[Cfp-interest] exceptional macro

David Hough CFP pcfp at oakapple.net
Tue May 20 14:42:21 PDT 2014


> A "test" function (or macro)
should not have side effects, because if it does it compounds a problem rather
than being a means to a solution


Let's recall the common case here:

 Do the usual thing.
 If the unusual thing I'm worried about arises, do something different.
 If the unusual thing I'm worried about does not arise, continue.

In other words, what's computed in the usual thing should be ready to
continue if the unusual thing does not arise.

To me that means that there should be no difference between

 compound-statement ; exceps=0 ;

and

 exceps=FP_EXCEPTIONAL(compound-statement, excep1, excep2, ...);

in the common case that none of excep1, excep2, etc arise.
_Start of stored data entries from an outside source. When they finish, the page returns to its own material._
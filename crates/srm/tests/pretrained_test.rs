use {
    candle_core::{DType, Device, Tensor},
    candle_nn::{VarBuilder, VarMap},
    srm::{copy_matching, Config, DetailStage, InferError, PretrainedSource, Srm, SrmNetwork},
    std::{collections::HashMap, path::PathBuf},
};

fn small_config() -> Config {
    Config {
        input_size: 64,
        ppm_bins: vec![1, 2, 4],
        ..Config::srm384().with_pretrained(None)
    }
}

fn temp_path(name: &str) -> PathBuf {
    std::env::temp_dir().join(format!("srm-{}-{}.safetensors", name, std::process::id()))
}

/// Writes a torchvision-style ResNet-50 checkpoint: the full trunk, an `fc`
/// classifier and `num_batches_tracked` counters, none of the SRM heads.
fn write_resnet50_checkpoint(path: &PathBuf) -> HashMap<String, Tensor> {
    let device = Device::Cpu;
    let varmap = VarMap::new();
    let vb = VarBuilder::from_varmap(&varmap, DType::F32, &device);
    let _trunk = DetailStage::load(vb, &small_config()).unwrap();

    let mut tensors: HashMap<String, Tensor> = varmap
        .data()
        .lock()
        .unwrap()
        .iter()
        .filter(|(name, _)| !name.starts_with("conv6.") && !name.starts_with("conv7."))
        .map(|(name, var)| (name.clone(), var.as_tensor().copy().unwrap()))
        .collect();
    tensors.insert(
        "fc.weight".to_string(),
        Tensor::randn(0f32, 0.01, (1000, 2048), &device).unwrap(),
    );
    tensors.insert(
        "bn1.num_batches_tracked".to_string(),
        Tensor::new(0i64, &device).unwrap(),
    );
    candle_core::safetensors::save(&tensors, path).unwrap();
    tensors
}

fn snapshot(varmap: &VarMap, name: &str) -> Tensor {
    varmap.data().lock().unwrap()[name].as_tensor().copy().unwrap()
}

fn max_abs_diff(a: &Tensor, b: &Tensor) -> f32 {
    (a - b)
        .unwrap()
        .abs()
        .unwrap()
        .flatten_all()
        .unwrap()
        .max(0)
        .unwrap()
        .to_scalar::<f32>()
        .unwrap()
}

#[test]
fn test_copy_matching_overwrites_only_shared_names() {
    let path = temp_path("copy-shared");
    let checkpoint = write_resnet50_checkpoint(&path);

    let device = Device::Cpu;
    let varmap = VarMap::new();
    let vb = VarBuilder::from_varmap(&varmap, DType::F32, &device);
    let config = small_config();
    let _model = Srm::load(vb, &config).unwrap();

    let head_before = snapshot(&varmap, "stage1.conv6.weight");
    let fusion_before = snapshot(&varmap, "conv1.weight");
    let ppm_before = snapshot(&varmap, "stage2.ppm.block2.1.weight");

    let detail = copy_matching(&varmap, "stage1", &path).unwrap();
    let context = copy_matching(&varmap, "stage2", &path).unwrap();

    assert_eq!(
        detail.skipped,
        vec!["conv6.bias", "conv6.weight", "conv7.bias", "conv7.weight"]
    );
    assert_eq!(detail.copied_count(), checkpoint.len() - 2);
    // one projection weight and bias per pyramid bin
    assert_eq!(context.skipped_count(), config.ppm_bins.len() * 2);
    assert!(context.skipped.iter().all(|name| name.starts_with("ppm.")));

    for name in ["conv1.weight", "bn1.running_var", "layer2.0.downsample.0.weight"] {
        for prefix in ["stage1", "stage2"] {
            let copied = snapshot(&varmap, &format!("{prefix}.{name}"));
            assert_eq!(max_abs_diff(&copied, &checkpoint[name]), 0.0, "{prefix}.{name}");
        }
    }
    let layer4 = snapshot(&varmap, "stage1.layer4.2.conv3.weight");
    assert_eq!(max_abs_diff(&layer4, &checkpoint["layer4.2.conv3.weight"]), 0.0);

    assert_eq!(max_abs_diff(&head_before, &snapshot(&varmap, "stage1.conv6.weight")), 0.0);
    assert_eq!(max_abs_diff(&fusion_before, &snapshot(&varmap, "conv1.weight")), 0.0);
    assert_eq!(
        max_abs_diff(&ppm_before, &snapshot(&varmap, "stage2.ppm.block2.1.weight")),
        0.0
    );

    std::fs::remove_file(&path).ok();
}

#[test]
fn test_copy_matching_with_unrelated_checkpoint_copies_nothing() {
    let path = temp_path("copy-unrelated");
    let device = Device::Cpu;
    let mut tensors = HashMap::new();
    tensors.insert(
        "encoder.weight".to_string(),
        Tensor::zeros((4, 4), DType::F32, &device).unwrap(),
    );
    candle_core::safetensors::save(&tensors, &path).unwrap();

    let varmap = VarMap::new();
    let vb = VarBuilder::from_varmap(&varmap, DType::F32, &device);
    let _model = Srm::load(vb, &small_config()).unwrap();

    let report = copy_matching(&varmap, "stage1", &path).unwrap();
    assert_eq!(report.copied_count(), 0);
    assert!(report.skipped_count() > 0);

    std::fs::remove_file(&path).ok();
}

#[test]
fn test_copy_matching_rejects_shape_mismatch() {
    let path = temp_path("copy-mismatch");
    let device = Device::Cpu;
    let mut tensors = HashMap::new();
    tensors.insert(
        "conv1.weight".to_string(),
        Tensor::zeros((64, 3, 3, 3), DType::F32, &device).unwrap(),
    );
    candle_core::safetensors::save(&tensors, &path).unwrap();

    let varmap = VarMap::new();
    let vb = VarBuilder::from_varmap(&varmap, DType::F32, &device);
    let _model = Srm::load(vb, &small_config()).unwrap();

    let result = copy_matching(&varmap, "stage1", &path);
    assert!(matches!(result, Err(InferError::Shape(_))));

    std::fs::remove_file(&path).ok();
}

#[test]
fn test_copy_matching_casts_half_precision() {
    let path = temp_path("copy-f16");
    let device = Device::Cpu;
    let value = Tensor::full(0.5f32, (64,), &device).unwrap();
    let mut tensors = HashMap::new();
    tensors.insert("bn1.weight".to_string(), value.to_dtype(DType::F16).unwrap());
    candle_core::safetensors::save(&tensors, &path).unwrap();

    let varmap = VarMap::new();
    let vb = VarBuilder::from_varmap(&varmap, DType::F32, &device);
    let _model = Srm::load(vb, &small_config()).unwrap();

    let report = copy_matching(&varmap, "stage2", &path).unwrap();
    assert_eq!(report.copied, vec!["bn1.weight"]);
    let copied = snapshot(&varmap, "stage2.bn1.weight");
    assert_eq!(copied.dtype(), DType::F32);
    assert_eq!(max_abs_diff(&copied, &value), 0.0);

    std::fs::remove_file(&path).ok();
}

#[test]
fn test_network_construction_applies_pretrained_file() {
    let path = temp_path("network-pretrained");
    let checkpoint = write_resnet50_checkpoint(&path);

    let config = small_config().with_pretrained(Some(PretrainedSource::File(path.clone())));
    let network = SrmNetwork::new(&config, Device::Cpu).unwrap();

    let (detail, context) = network.pretrained_reports().unwrap();
    assert_eq!(detail.skipped_count(), 4);
    assert_eq!(context.skipped_count(), 6);

    let copied = snapshot(network.varmap(), "stage2.layer3.5.bn3.running_mean");
    assert_eq!(
        max_abs_diff(&copied, &checkpoint["layer3.5.bn3.running_mean"]),
        0.0
    );

    std::fs::remove_file(&path).ok();
}

#[test]
fn test_network_construction_fails_for_missing_checkpoint() {
    let config = small_config().with_pretrained(Some(PretrainedSource::File(
        "fake_resnet50.safetensors".into(),
    )));
    let result = SrmNetwork::new(&config, Device::Cpu);
    assert!(matches!(result, Err(InferError::Io(_))));
}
All the side effects should occur the same, including all the exceptions
that are not named.     The named exceptions, which are the ones the
programmer is worried about, do not raise flags or cause traps because
they are indicated in the macro value.

Likewise we wouldn't want any more performance penalty than necessary
for these two ways of expressing the common case.     That performance
penalty is not avoidable completely - the compiler might 
 check operands/results,
or 
 check flags, 
or 
 enable traps,
depending on the implementation characteristics -
but you don't want the performance penalty
to be any worse than what the programmer would
suffer if he did it all explicitly himself.

And so that's why I think the interesting exceptions should be named
explicitly, so they can be handled differently from the uninteresting
exceptions that might or might not arise as well.